▶ [WORK REQUEST]: Write out exactly the lines from the start of the entries through the one that contains "use crate::geometry::rotation::Rotation;", including both.

▶ [DATA EXTRACT]:
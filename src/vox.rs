//! MagicaVoxel `.vox` adapter: decodes the container with `dot_vox` and rebuilds its models
//! and scene nodes as a [`SceneGraph`].

use std::path::Path;

use anyhow::Context as _;
use glam::IVec3;

use crate::foundation::error::{IsovoxError, IsovoxResult};
use crate::geometry::rotation::Rotation;
use crate::scene::graph::{ChildRef, GroupRef, SceneGraph, ShapeRef, TransformRef, VoxelFrame};

/// Read and convert a `.vox` file.
#[tracing::instrument]
pub fn load_scene(path: &Path) -> IsovoxResult<SceneGraph> {
    let bytes = std::fs::read(path).with_context(|| format!("read vox '{}'", path.display()))?;
    let data = dot_vox::load_bytes(&bytes).map_err(|e| {
        IsovoxError::validation(format!("failed to parse '{}': {e}", path.display()))
    })?;
    let graph = scene_from_dot_vox(&data)?;
    tracing::info!(
        frames = graph.frames.len(),
        transforms = graph.transforms.len(),
        roots = graph.roots.len(),
        "vox scene loaded"
    );
    Ok(graph)
}

/// Per-kind index of a container scene node.
#[derive(Clone, Copy, Debug)]
enum Slot {
    Transform(usize),
    Group(usize),
    Shape(usize),
}

/// Convert decoded container data.
///
/// The container's root transform and root group are unwrapped so the roots are the
/// transforms directly under them. Data without a scene graph gets one untransformed root
/// per model.
pub fn scene_from_dot_vox(data: &dot_vox::DotVoxData) -> IsovoxResult<SceneGraph> {
    let mut graph = SceneGraph {
        frames: data
            .models
            .iter()
            .enumerate()
            .map(|(i, m)| frame_from_model(i, m))
            .collect::<IsovoxResult<_>>()?,
        palette: data.palette.iter().map(|c| [c.r, c.g, c.b, c.a]).collect(),
        ..SceneGraph::default()
    };

    if data.scenes.is_empty() {
        for frame in 0..graph.frames.len() {
            graph.shapes.push(ShapeRef { frame });
            graph.transforms.push(TransformRef {
                name: String::new(),
                translation: IVec3::ZERO,
                rotation: Rotation::IDENTITY,
                child: ChildRef::Shape(frame),
            });
            graph.roots.push(frame);
        }
        return Ok(graph);
    }

    let mut counts = [0usize; 3];
    let slots: Vec<Slot> = data
        .scenes
        .iter()
        .map(|node| {
            let (kind, make): (usize, fn(usize) -> Slot) = match node {
                dot_vox::SceneNode::Transform { .. } => (0, Slot::Transform),
                dot_vox::SceneNode::Group { .. } => (1, Slot::Group),
                dot_vox::SceneNode::Shape { .. } => (2, Slot::Shape),
            };
            counts[kind] += 1;
            make(counts[kind] - 1)
        })
        .collect();
    let slot = |index: u32| -> IsovoxResult<Slot> {
        usize::try_from(index)
            .ok()
            .and_then(|i| slots.get(i).copied())
            .ok_or_else(|| IsovoxError::scene(format!("no scene node with index {index}")))
    };

    for (index, node) in data.scenes.iter().enumerate() {
        match node {
            dot_vox::SceneNode::Transform { attributes, frames, child, .. } => {
                let child = match slot(*child)? {
                    Slot::Group(g) => ChildRef::Group(g),
                    Slot::Shape(s) => ChildRef::Shape(s),
                    Slot::Transform(_) => {
                        return Err(IsovoxError::scene(format!(
                            "transform node {index} has a transform as its child"
                        )));
                    }
                };
                let frame = frames.first().map(|f| &f.attributes);
                graph.transforms.push(TransformRef {
                    name: attributes.get("_name").cloned().unwrap_or_default(),
                    translation: match frame.and_then(|a| a.get("_t")) {
                        Some(t) => parse_translation(t, index)?,
                        None => IVec3::ZERO,
                    },
                    rotation: match frame.and_then(|a| a.get("_r")) {
                        Some(r) => parse_rotation(r, index)?,
                        None => Rotation::IDENTITY,
                    },
                    child,
                });
            }
            dot_vox::SceneNode::Group { children, .. } => {
                let mut ids = Vec::with_capacity(children.len());
                for &child in children {
                    match slot(child)? {
                        Slot::Transform(t) => ids.push(t),
                        _ => {
                            return Err(IsovoxError::scene(format!(
                                "group node {index} has a non-transform child {child}"
                            )));
                        }
                    }
                }
                graph.groups.push(GroupRef { children: ids });
            }
            dot_vox::SceneNode::Shape { models, .. } => {
                let model = models.first().ok_or_else(|| {
                    IsovoxError::scene(format!("shape node {index} references no model"))
                })?;
                let frame = usize::try_from(model.model_id)
                    .ok()
                    .filter(|&f| f < graph.frames.len())
                    .ok_or_else(|| {
                        IsovoxError::scene(format!(
                            "shape node {index} references missing model {}",
                            model.model_id
                        ))
                    })?;
                graph.shapes.push(ShapeRef { frame });
            }
        }
    }

    graph.roots = match slot(0)? {
        Slot::Transform(t) => match graph.transform(t)?.child {
            ChildRef::Group(g) => graph.group(g)?.children.clone(),
            ChildRef::Shape(_) => vec![t],
        },
        Slot::Group(g) => graph.group(g)?.children.clone(),
        Slot::Shape(_) => {
            return Err(IsovoxError::scene("scene root is a bare shape node"));
        }
    };
    Ok(graph)
}

fn frame_from_model(index: usize, model: &dot_vox::Model) -> IsovoxResult<VoxelFrame> {
    let dim = |v: u32| {
        i32::try_from(v).map_err(|_| {
            IsovoxError::validation(format!("model {index} dimension {v} is out of range"))
        })
    };
    let size = IVec3::new(dim(model.size.x)?, dim(model.size.y)?, dim(model.size.z)?);
    let mut frame = VoxelFrame::new(size)?;
    for v in &model.voxels {
        frame.set(IVec3::new(v.x.into(), v.y.into(), v.z.into()), v.i)?;
    }
    Ok(frame)
}

fn parse_translation(s: &str, node: usize) -> IsovoxResult<IVec3> {
    let parts = s
        .split_whitespace()
        .map(str::parse::<i32>)
        .collect::<Result<Vec<_>, _>>()
        .ok()
        .filter(|p| p.len() == 3)
        .ok_or_else(|| {
            IsovoxError::validation(format!("transform node {node} has bad translation '{s}'"))
        })?;
    Ok(IVec3::new(parts[0], parts[1], parts[2]))
}

fn parse_rotation(s: &str, node: usize) -> IsovoxResult<Rotation> {
    let byte = s.trim().parse::<u8>().map_err(|_| {
        IsovoxError::validation(format!("transform node {node} has bad rotation '{s}'"))
    })?;
    Rotation::from_byte(byte)
}

#[cfg(test)]
#[path = "../tests/unit/vox/load.rs"]
mod tests;
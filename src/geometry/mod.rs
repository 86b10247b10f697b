pub mod affine;
pub mod direction;
pub mod int_box;
pub mod rotation;
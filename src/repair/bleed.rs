use image::{Rgba, RgbaImage};

use crate::foundation::error::{IsovoxError, IsovoxResult};

/// Neighbor scan order used to pick a replacement color, as `(dx, dy)`.
///
/// Concentric square rings out to distance 6. Each ring starts with the four axis
/// neighbors (up, down, left, right), then walks the off-axis cells outwards and ends
/// on the corners.
#[rustfmt::skip]
pub const BLEED_OFFSETS: [(i32, i32); 168] = [
    // ring 1
    (0, -1), (0, 1), (-1, 0), (1, 0), (1, -1), (1, 1), (-1, 1), (-1, -1),
    // ring 2
    (0, -2), (0, 2), (-2, 0), (2, 0), (2, -1), (2, 1), (-2, -1), (-2, 1), (1, -2), (1, 2),
    (-1, -2), (-1, 2), (2, -2), (2, 2), (-2, -2), (-2, 2),
    // ring 3
    (0, -3), (0, 3), (-3, 0), (3, 0), (3, -1), (3, 1), (-3, -1), (-3, 1), (1, -3), (1, 3),
    (-1, -3), (-1, 3), (3, -2), (3, 2), (-3, -2), (-3, 2), (2, -3), (2, 3), (-2, -3), (-2, 3),
    (3, -3), (3, 3), (-3, -3), (-3, 3),
    // ring 4
    (0, -4), (0, 4), (-4, 0), (4, 0), (4, -1), (4, 1), (-4, -1), (-4, 1), (1, -4), (1, 4),
    (-1, -4), (-1, 4), (4, -2), (4, 2), (-4, -2), (-4, 2), (2, -4), (2, 4), (-2, -4), (-2, 4),
    (4, -3), (4, 3), (-4, -3), (-4, 3), (3, -4), (3, 4), (-3, -4), (-3, 4), (4, -4), (4, 4),
    (-4, -4), (-4, 4),
    // ring 5
    (0, -5), (0, 5), (-5, 0), (5, 0), (5, -1), (5, 1), (-5, -1), (-5, 1), (1, -5), (1, 5),
    (-1, -5), (-1, 5), (5, -2), (5, 2), (-5, -2), (-5, 2), (2, -5), (2, 5), (-2, -5), (-2, 5),
    (5, -3), (5, 3), (-5, -3), (-5, 3), (3, -5), (3, 5), (-3, -5), (-3, 5), (5, -4), (5, 4),
    (-5, -4), (-5, 4), (4, -5), (4, 5), (-4, -5), (-4, 5), (5, -5), (5, 5), (-5, -5), (-5, 5),
    // ring 6
    (0, -6), (0, 6), (-6, 0), (6, 0), (6, -1), (6, 1), (-6, -1), (-6, 1), (1, -6), (1, 6),
    (-1, -6), (-1, 6), (6, -2), (6, 2), (-6, -2), (-6, 2), (2, -6), (2, 6), (-2, -6), (-2, 6),
    (6, -3), (6, 3), (-6, -3), (-6, 3), (3, -6), (3, 6), (-3, -6), (-3, 6), (6, -4), (6, 4),
    (-6, -4), (-6, 4), (4, -6), (4, 6), (-4, -6), (-4, 6), (6, -5), (6, 5), (-6, -5), (-6, 5),
    (5, -6), (5, 6), (-5, -6), (-5, 6), (6, -6), (6, 6), (-6, -6), (-6, 6),
];

/// Thresholds for [`bleed_occluded`].
#[derive(Clone, Copy, Debug, PartialEq, Eq)]
pub struct BleedThresholds {
    /// Occluded-mask alpha at or above which a pixel needs repair.
    pub occluded_alpha: u8,
    /// Candidates with every RGB channel below this are skipped.
    pub near_black: u8,
}

/// Replace every pixel of `actual` that `occluded` marks with the color of the first
/// acceptable neighbor in [`BLEED_OFFSETS`] order.
///
/// A candidate is acceptable when it is inside the image and not itself marked. It must
/// also be neither fully transparent nor near-black. The copied color is made opaque.
/// Pixels with no acceptable neighbor stay as rendered. Returns the number of repaired
/// pixels.
pub fn bleed_occluded(
    actual: &mut RgbaImage,
    occluded: &RgbaImage,
    thresholds: BleedThresholds,
) -> IsovoxResult<usize> {
    if actual.dimensions() != occluded.dimensions() {
        return Err(IsovoxError::repair(format!(
            "occluded-face mask is {:?} but the render is {:?}",
            occluded.dimensions(),
            actual.dimensions()
        )));
    }
    let (w, h) = actual.dimensions();
    let marked = |x: u32, y: u32| occluded.get_pixel(x, y)[3] >= thresholds.occluded_alpha;

    let mut repaired = 0;
    for y in 0..h {
        for x in 0..w {
            if !marked(x, y) {
                continue;
            }
            if let Some(color) = replacement(actual, &marked, x, y, thresholds.near_black) {
                actual.put_pixel(x, y, color);
                repaired += 1;
            }
        }
    }
    Ok(repaired)
}

fn replacement(
    actual: &RgbaImage,
    marked: &impl Fn(u32, u32) -> bool,
    x: u32,
    y: u32,
    near_black: u8,
) -> Option<Rgba<u8>> {
    let (w, h) = actual.dimensions();
    BLEED_OFFSETS.iter().find_map(|&(dx, dy)| {
        let nx = u32::try_from(i64::from(x) + i64::from(dx)).ok()?;
        let ny = u32::try_from(i64::from(y) + i64::from(dy)).ok()?;
        if nx >= w || ny >= h || marked(nx, ny) {
            return None;
        }
        let Rgba([r, g, b, a]) = *actual.get_pixel(nx, ny);
        if a == 0 || (r < near_black && g < near_black && b < near_black) {
            return None;
        }
        Some(Rgba([r, g, b, 255]))
    })
}

#[cfg(test)]
#[path = "../../tests/unit/repair/bleed.rs"]
mod tests;
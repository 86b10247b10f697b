//! Wavefront OBJ emission for structures, their occluded faces and their volume envelopes.

pub mod obj;
pub mod occluded;
pub mod pool;
pub mod structure_mesh;
pub mod texture;
pub mod volume;
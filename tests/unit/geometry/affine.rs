use super::*;
use glam::IVec3;

#[test]
fn flat_index_is_column_major() {
    let m = IntAffine::translate(IVec3::new(7, 8, 9));
    assert_eq!(m.get_flat(12).unwrap(), 7);
    assert_eq!(m.get(0, 3).unwrap(), 7);
    assert_eq!(m.get(2, 3).unwrap(), 9);
    assert_eq!(m.row(1).unwrap(), IVec4::new(0, 1, 0, 8));
    assert_eq!(m.column(3).unwrap(), IVec4::new(7, 8, 9, 1));
}

#[test]
fn out_of_range_indices_fail() {
    let mut m = IntAffine::IDENTITY;
    assert!(m.get(4, 0).is_err());
    assert!(m.get_flat(16).is_err());
    assert!(m.set(0, 4, 1).is_err());
    assert!(m.set_flat(99, 1).is_err());
    assert!(m.row(4).is_err());
    assert!(m.set_column(5, IVec4::default()).is_err());
}

#[test]
fn set_row_and_column_roundtrip() {
    let mut m = IntAffine::ZERO;
    m.set_row(2, IVec4::new(1, 2, 3, 4)).unwrap();
    assert_eq!(m.get(2, 1).unwrap(), 2);
    m.set_column(0, IVec4::new(5, 6, 7, 8)).unwrap();
    assert_eq!(m.row(2).unwrap(), IVec4::new(7, 2, 3, 4));
    m.set(3, 3, 11).unwrap();
    assert_eq!(m.get_flat(15).unwrap(), 11);
}

#[test]
fn composition_applies_right_to_left() {
    // Rotate 90 degrees about Z: x -> y, y -> -x.
    let rot = IntAffine::from_rows([[0, -1, 0, 0], [1, 0, 0, 0], [0, 0, 1, 0], [0, 0, 0, 1]]);
    let t = IntAffine::translate(IVec3::new(10, 0, 0));

    let rotate_then_translate = t * rot;
    assert_eq!(
        rotate_then_translate.transform_point(IVec3::new(1, 0, 0)),
        IVec3::new(10, 1, 0)
    );

    let translate_then_rotate = rot * t;
    assert_eq!(
        translate_then_rotate.transform_point(IVec3::new(1, 0, 0)),
        IVec3::new(0, 11, 0)
    );
}

#[test]
fn identity_is_neutral() {
    let m = IntAffine::translate(IVec3::new(1, -2, 3)) * IntAffine::scale(IVec3::new(2, 2, 2));
    assert_eq!(m * IntAffine::IDENTITY, m);
    assert_eq!(IntAffine::IDENTITY * m, m);
    assert_eq!(IntAffine::default(), IntAffine::IDENTITY);
}

#[test]
fn vector_transform_ignores_translation() {
    let m = IntAffine::translate(IVec3::new(100, 100, 100)) * IntAffine::scale(IVec3::new(-1, 1, 2));
    assert_eq!(m.transform_vector(IVec3::new(1, 1, 1)), IVec3::new(-1, 1, 2));
    assert_eq!(m.transform_point3x4(IVec3::new(1, 1, 1)), IVec3::new(99, 101, 102));
    assert_eq!(m.transform_point(IVec3::new(1, 1, 1)), IVec3::new(99, 101, 102));
}

#[test]
fn point_transform_divides_by_w() {
    let mut m = IntAffine::IDENTITY;
    m.set(3, 3, 2).unwrap();
    assert_eq!(m.transform_point(IVec3::new(4, 6, -8)), IVec3::new(2, 3, -4));
    assert_eq!(m.transform_point3x4(IVec3::new(4, 6, -8)), IVec3::new(4, 6, -8));
}

#[test]
fn rotation_part_drops_translation() {
    let rot = IntAffine::from_rows([[0, 0, 1, 0], [0, 1, 0, 0], [-1, 0, 0, 0], [0, 0, 0, 1]]);
    let m = IntAffine::translate(IVec3::new(3, 4, 5)) * rot;
    assert_eq!(m.rotation_part(), rot);
    assert_eq!(m.translation(), IVec3::new(3, 4, 5));
}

▶ [THE ANSWER]:
filename src/vox.rs
//! MagicaVoxel `.vox` adapter: decodes the container with `dot_vox` and rebuilds its models
//! and scene nodes as a [`SceneGraph`].

use std::path::Path;

use anyhow::Context as _;
use glam::IVec3;

use crate::foundation::error::{IsovoxError, IsovoxResult};
use crate::geometry::rotation::Rotation;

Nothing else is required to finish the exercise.